[Saved data entries]
┌────────
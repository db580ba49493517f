//! Display titles for notes.

use std::fs;
use std::path::Path;
use std::sync::LazyLock;

use regex::Regex;

/// YAML front matter block at the very start of the file.
static FRONT_MATTER: LazyLock<Option<Regex>> =
    LazyLock::new(|| Regex::new(r"(?s)\A---[ \t]*\r?\n(.*?)\r?\n---[ \t]*(?:\r?\n|\z)").ok());

static TITLE_FIELD: LazyLock<Option<Regex>> =
    LazyLock::new(|| Regex::new(r"(?m)^title:[ \t]*(.+?)[ \t]*\r?$").ok());

static HEADING: LazyLock<Option<Regex>> =
    LazyLock::new(|| Regex::new(r"(?m)^#[ \t]+(.+?)[ \t]*\r?$").ok());

/// Title of the note at `path`.
///
/// Front matter `title:`, else the first level-one heading, else the stem.
pub fn extract_title(path: &Path) -> String {
    fs::read_to_string(path)
        .ok()
        .and_then(|content| title_from_content(&content))
        .unwrap_or_else(|| stem(path))
}

fn title_from_content(content: &str) -> Option<String> {
    let front_matter = FRONT_MATTER
        .as_ref()
        .and_then(|re| re.captures(content))
        .and_then(|caps| caps.get(1));

    if let Some(block) = front_matter
        && let Some(caps) = TITLE_FIELD.as_ref().and_then(|re| re.captures(block.as_str()))
    {
        let title = caps[1].trim_matches(['"', '\'']).trim();
        if !title.is_empty() {
            return Some(title.to_string());
        }
    }

    HEADING
        .as_ref()
        .and_then(|re| re.captures(content))
        .map(|caps| caps[1].to_string())
}

fn stem(path: &Path) -> String {
    path.file_stem()
        .map(|s| s.to_string_lossy().into_owned())
        .unwrap_or_default()
}

#[cfg(test)]
mod tests {
    use super::*;
    use tempfile::TempDir;

    #[test]
    fn test_front_matter_title() {
        let content = "---\ntitle: \"Weekly review\"\ntags: [a]\n---\n# Heading\n";
        assert_eq!(title_from_content(content).as_deref(), Some("Weekly review"));
    }

    #[test]
    fn test_front_matter_single_quotes_and_crlf() {
        let content = "---\r\ntitle: 'Plans'\r\n---\r\nbody";
        assert_eq!(title_from_content(content).as_deref(), Some("Plans"));
    }

    #[test]
    fn test_heading_fallback() {
        let content = "---\nauthor: me\n---\nintro\n\n# First   \n## Second\n# Third";
        assert_eq!(title_from_content(content).as_deref(), Some("First"));
    }

    #[test]
    fn test_subheading_is_not_a_title() {
        assert_eq!(title_from_content("## Only sub\ntext"), None);
        assert_eq!(title_from_content("#hashtag"), None);
    }

    #[test]
    fn test_front_matter_only_at_start() {
        let content = "text\n---\ntitle: Nope\n---\n";
        assert_eq!(title_from_content(content), None);
    }

    #[test]
    fn test_stem_fallback() {
        let dir = TempDir::new().unwrap();
        let path = dir.path().join("plain-note.md");
        fs::write(&path, "just text").unwrap();
        assert_eq!(extract_title(&path), "plain-note");
        assert_eq!(extract_title(&dir.path().join("missing.md")), "missing");
    }
}
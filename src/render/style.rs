//! Stylesheet embedded into every artifact.

use std::fs;
use std::path::{Path, PathBuf};
use std::sync::Arc;

use arc_swap::ArcSwapOption;
use thiserror::Error;

#[derive(Debug, Error)]
pub enum StyleError {
    #[error("failed to read stylesheet `{0}`")]
    Io(PathBuf, #[source] std::io::Error),
}

/// Process-wide style content, replaced wholesale on reload.
#[derive(Debug, Default)]
pub struct StyleSheet {
    path: Option<PathBuf>,
    content: ArcSwapOption<String>,
}

impl StyleSheet {
    /// Load the stylesheet at `path`, or hold nothing when `None`.
    pub fn load(path: Option<PathBuf>) -> Result<Self, StyleError> {
        let sheet = Self {
            path,
            content: ArcSwapOption::empty(),
        };
        if sheet.path.is_some() {
            sheet.reload()?;
        }
        Ok(sheet)
    }

    /// Fixed content, with no file behind it.
    #[cfg(test)]
    pub fn from_content(css: impl Into<String>) -> Self {
        Self {
            path: None,
            content: ArcSwapOption::from_pointee(css.into()),
        }
    }

    #[inline]
    pub fn get(&self) -> Option<Arc<String>> {
        self.content.load_full()
    }

    pub fn path(&self) -> Option<&Path> {
        self.path.as_deref()
    }

    /// Re-read the file. On failure the previous content is kept.
    pub fn reload(&self) -> Result<(), StyleError> {
        let Some(path) = &self.path else {
            return Ok(());
        };
        let css = fs::read_to_string(path).map_err(|e| StyleError::Io(path.clone(), e))?;
        self.content.store(Some(Arc::new(css)));
        Ok(())
    }
}
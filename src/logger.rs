//! Logging utilities with colored output.
//!
//! This module provides:
//! - `log!` macro for formatted terminal output with colored prefixes
//! - `debug!` macro, only printed when `--verbose` is set
//!
//! # Example
//!
//! ```ignore
//! log!("render"; "converted {}", path.display());
//! debug!("cache"; "hit: {}", path.display());
//! ```

use crossterm::{
    execute,
    terminal::{Clear, ClearType},
};
use owo_colors::OwoColorize;
use std::{
    io::{Write, stdout},
    sync::atomic::{AtomicBool, Ordering},
};

/// Global verbose flag (set by --verbose CLI argument)
static VERBOSE: AtomicBool = AtomicBool::new(false);

/// Set verbose mode globally
pub fn set_verbose(v: bool) {
    VERBOSE.store(v, Ordering::SeqCst);
}

/// Check if verbose mode is enabled
pub fn is_verbose() -> bool {
    VERBOSE.load(Ordering::SeqCst)
}

// ============================================================================
// Log Macro
// ============================================================================

/// Log a message with a colored module prefix
///
/// # Usage
/// ```ignore
/// log!("module"; "message with {} formatting", args);
/// ```
#[macro_export]
macro_rules! log {
    ($module:expr; $($arg:tt)*) => {{
        $crate::logger::log($module, &format!($($arg)*))
    }};
}

/// Log a debug message (only shown when --verbose is enabled)
///
/// # Usage
/// ```ignore
/// debug!("module"; "debug info: {}", value);
/// ```
#[macro_export]
macro_rules! debug {
    ($module:expr; $($arg:tt)*) => {{
        if $crate::logger::is_verbose() {
            $crate::logger::log($module, &format!($($arg)*))
        }
    }};
}

// ============================================================================
// Helper Functions
// ============================================================================

/// Log a message with a colored module prefix
#[inline]
pub fn log(module: &str, message: &str) {
    let module_lower = module.to_ascii_lowercase();
    let prefix = colorize_prefix(module, &module_lower);

    // Request threads log concurrently; one locked write per message keeps lines whole.
    let mut stdout = stdout().lock();
    execute!(stdout, Clear(ClearType::UntilNewLine)).ok();
    writeln!(stdout, "{prefix} {message}").ok();
    stdout.flush().ok();
}

/// Display `err` followed by each of its sources, separated by `: `.
pub fn error_chain(err: &(dyn std::error::Error + 'static)) -> String {
    let mut out = err.to_string();
    let mut source = err.source();
    while let Some(cause) = source {
        out.push_str(": ");
        out.push_str(&cause.to_string());
        source = cause.source();
    }
    out
}

/// Apply color to a module prefix based on module type
#[inline]
fn colorize_prefix(module: &str, module_lower: &str) -> String {
    let prefix = format!("[{module}]");
    match module_lower {
        "serve" => prefix.bright_blue().bold().to_string(),
        "watch" => prefix.bright_green().bold().to_string(),
        "error" => prefix.bright_red().bold().to_string(),
        "render" | "cache" => prefix.bright_cyan().bold().to_string(),
        _ => prefix.bright_yellow().bold().to_string(),
    }
}

// ============================================================================
// Tests
// ============================================================================

#[cfg(test)]
mod tests {
    use super::*;

    #[test]
    fn test_prefix_contains_module() {
        owo_colors::set_override(false);
        assert_eq!(colorize_prefix("watch", "watch"), "[watch]");
        assert_eq!(colorize_prefix("Cache", "cache"), "[Cache]");
    }

    #[test]
    fn test_error_chain() {
        #[derive(Debug, thiserror::Error)]
        #[error("failed to load `x`")]
        struct Outer(#[source] std::io::Error);

        let err = Outer(std::io::Error::other("permission denied"));
        assert_eq!(error_chain(&err), "failed to load `x`: permission denied");
    }

    #[test]
    fn test_verbose_toggle() {
        set_verbose(true);
        assert!(is_verbose());
        set_verbose(false);
        assert!(!is_verbose());
    }
}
└────────
**Assignment:** Each line above that carries the string "Weekly" has to be returned.

**Solution:**
        let content = "---\ntitle: \"Weekly review\"\ntags: [a]\n---\n# Heading\n";
        assert_eq!(title_from_content(content).as_deref(), Some("Weekly review"));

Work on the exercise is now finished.